It has been well over a decade since the global financial crisis. In this time, markets have experienced a sustained period of easy monetary policy. European fixed income investors in particular have enjoyed periods of generally good returns and relatively low risks, thanks in part to the European Central Bank’s (ECB) historic quantitative easing (QE) programme and record-low interest rates.
But in 2018, we are reaching an inflection point as central banks around the world begin a slow path to reduced stimulus. As the US Federal Reserve embarks on a clear rate-hike path and starts to unwind its balance sheet, the situation in Europe is somewhat different. The ECB remains accommodative. We believe it will remain accommodative until it sees inflation in Europe at its target growth rate of 2%. We think this is unlikely to happen before 2020.
But this does not mean that European fixed income markets are safe from volatility.
Despite the ECB reiterating its policy on several occasions, we are seeing isolated selloffs in bonds occurring throughout the year as markets try to accurately estimate the timing of a change in policy. Earlier this year, bond yields across Europe rose following the January ECB announcement, despite no policy change announced.
These bouts of volatility can have a significant impact on the performance of a fixed income portfolio. For example, a 10 basis-point rise (0.1%) on a 10-year German government bond (bund) with an end-of-year yield of 0.427% would wipe out over two years of potential income.
In my view, investors can no longer afford to take a sleepy approach to their European fixed income investments. As volatility returns to the European fixed income landscape, investors may consider taking an active, dynamic and considered approach. I think those that do could find favourable buying opportunities arise through the volatility.
In order to understand more about investor perceptions towards European fixed income, we surveyed over 300 European fixed income professional investors from France, Germany, Italy and Spain on their attitudes and concerns towards the changing market tides, their asset allocation and investment approach1.
The results were surprising and generally showed that investors were being overly cautious in the management of their portfolios and expressed a generally low risk appetite.

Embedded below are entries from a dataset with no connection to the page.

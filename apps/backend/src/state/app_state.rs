use std::sync::Arc;

use sea_orm::DatabaseConnection;

use super::security_config::SecurityConfig;
use crate::adapters::{
    AdminRepoSea, CommentRepoSea, EquipmentRepoSea, GameRepoSea, MemoryStore, PostRepoSea,
    TeamRepoSea, UnitRepoSea,
};
use crate::repos::{AdminRepo, CommentRepo, EquipmentRepo, GameRepo, PostRepo, TeamRepo, UnitRepo};
use crate::services::{DiscussionService, GameService, TeamService, UnitService};

/// One implementation of every repository trait.
#[derive(Clone)]
pub struct Repos {
    pub games: Arc<dyn GameRepo>,
    pub units: Arc<dyn UnitRepo>,
    pub equipment: Arc<dyn EquipmentRepo>,
    pub teams: Arc<dyn TeamRepo>,
    pub admins: Arc<dyn AdminRepo>,
    pub posts: Arc<dyn PostRepo>,
    pub comments: Arc<dyn CommentRepo>,
}

impl Repos {
    /// SeaORM adapters sharing one connection pool.
    pub fn postgres(db: DatabaseConnection) -> Self {
        Self {
            games: Arc::new(GameRepoSea::new(db.clone())),
            units: Arc::new(UnitRepoSea::new(db.clone())),
            equipment: Arc::new(EquipmentRepoSea::new(db.clone())),
            teams: Arc::new(TeamRepoSea::new(db.clone())),
            admins: Arc::new(AdminRepoSea::new(db.clone())),
            posts: Arc::new(PostRepoSea::new(db.clone())),
            comments: Arc::new(CommentRepoSea::new(db)),
        }
    }

    pub fn memory(store: Arc<MemoryStore>) -> Self {
        Self {
            games: store.clone(),
            units: store.clone(),
            equipment: store.clone(),
            teams: store.clone(),
            admins: store.clone(),
            posts: store.clone(),
            comments: store,
        }
    }
}

/// Application state containing shared resources
#[derive(Clone)]
pub struct AppState {
    /// Database connection (absent when running on the in-memory store)
    pub db: Option<DatabaseConnection>,
    /// Security configuration including JWT settings
    pub security: SecurityConfig,
    pub games: Arc<GameService>,
    pub units: Arc<UnitService>,
    pub teams: Arc<TeamService>,
    pub discussion: Arc<DiscussionService>,
    pub admins: Arc<dyn AdminRepo>,
}

impl AppState {
    pub fn new(db: Option<DatabaseConnection>, repos: Repos, security: SecurityConfig) -> Self {
        Self {
            db,
            security,
            games: Arc::new(GameService::new(repos.games, repos.admins.clone())),
            units: Arc::new(UnitService::new(
                repos.units.clone(),
                repos.equipment,
                repos.admins.clone(),
            )),
            teams: Arc::new(TeamService::new(
                repos.teams.clone(),
                repos.units,
                repos.admins.clone(),
                repos.comments.clone(),
            )),
            discussion: Arc::new(DiscussionService::new(
                repos.posts,
                repos.comments,
                repos.teams,
                repos.admins.clone(),
            )),
            admins: repos.admins,
        }
    }

    /// State backed by an in-memory store, for tests and local demos.
    pub fn in_memory(store: Arc<MemoryStore>, security: SecurityConfig) -> Self {
        Self::new(None, Repos::memory(store), security)
    }

    pub fn db(&self) -> Option<&DatabaseConnection> {
        self.db.as_ref()
    }
}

Despite this, when they did take risk, it tended to be in high-yield credit instruments, despite fears of stretched valuations. In addition, they generally did not take much action when it came to concerns around low returns, and in some cases took what we’d consider to be too much action when it came to mitigating other concerns such as interest-rate risks. In general, the key themes from the findings were:
- Defensive positioning: Investors reported a low appetite for risk amidst concerns such as rising volatility.
- High yield: Where investors surveyed were willing to take risk.
- Lack of action: Despite the low yield environment, investors were still focused on core European markets with low returns.
- Too much action: Despite thinking interest rates will stay low in Europe, investors surveyed said they were reducing duration, sacrificing precious yield.
- Future trends: Respondents reported emerging appetite for “green” bonds, socially responsible investing (SRI) bond funds and impact-investing funds.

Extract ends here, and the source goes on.